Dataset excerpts
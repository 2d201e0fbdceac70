//! Error types for the object pool

use thiserror::Error;

use crate::pool::Handle;

/// Why a growth step could not acquire backing storage.
#[derive(Error, Debug, Clone, Copy, PartialEq, Eq)]
pub enum AllocationFailureReason {
    #[error("the allocator could not provide the memory")]
    OutOfMemory,

    #[error("slot count overflows usize")]
    CapacityOverflow,

    #[error("configured maximum capacity of {limit} slots reached")]
    CapacityLimit { limit: usize },
}

#[derive(Error, Debug, Clone, PartialEq, Eq)]
pub enum PoolError {
    #[error("Failed to grow pool by {requested} slots: {reason}")]
    AllocationFailure {
        requested: usize,
        reason: AllocationFailureReason,
    },

    #[error("Handle {handle} does not belong to this pool")]
    InvalidHandle { handle: Handle },

    #[error("Handle {handle} refers to a slot that is already free")]
    DoubleReturn { handle: Handle },

    #[error("Invalid growth configuration: {0}")]
    InvalidGrowthConfiguration(String),
}

pub type PoolResult<T> = Result<T, PoolError>;
// slot_pool demo binary
// Run with RUST_LOG=slot_pool=trace to see every borrow, return and growth step.
// More usage in demos/: cargo run --example basic

use slot_pool::{GrowthStrategy, ObjectPool, PoolConfiguration, PoolResult};
use tracing_subscriber::EnvFilter;

fn main() -> PoolResult<()> {
    tracing_subscriber::fmt()
        .with_env_filter(
            EnvFilter::try_from_default_env().unwrap_or_else(|_| EnvFilter::new("slot_pool=debug")),
        )
        .init();

    println!("=== slot_pool ===");

    let config = PoolConfiguration::new()
        .with_initial_capacity(2)
        .with_growth_strategy(GrowthStrategy::exponential());
    let mut pool = ObjectPool::<[f32; 3]>::new(config)?;

    let handles = (0..3).map(|_| pool.borrow()).collect::<PoolResult<Vec<_>>>()?;
    println!("  Strategy: {}", pool.growth_strategy());
    println!("  Capacity after 3 borrows: {}", pool.capacity());

    for handle in handles {
        pool.return_object(handle)?;
    }

    println!("  Available after return: {}", pool.available_count());
    println!("  {pool:?}");

    Ok(())
}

■ **Exercise aim**: Check each line of the data above for the string "usize", and copy the ones that have it.

■ **Expected answer**:
    #[error("slot count overflows usize")]
    CapacityLimit { limit: usize },
        requested: usize,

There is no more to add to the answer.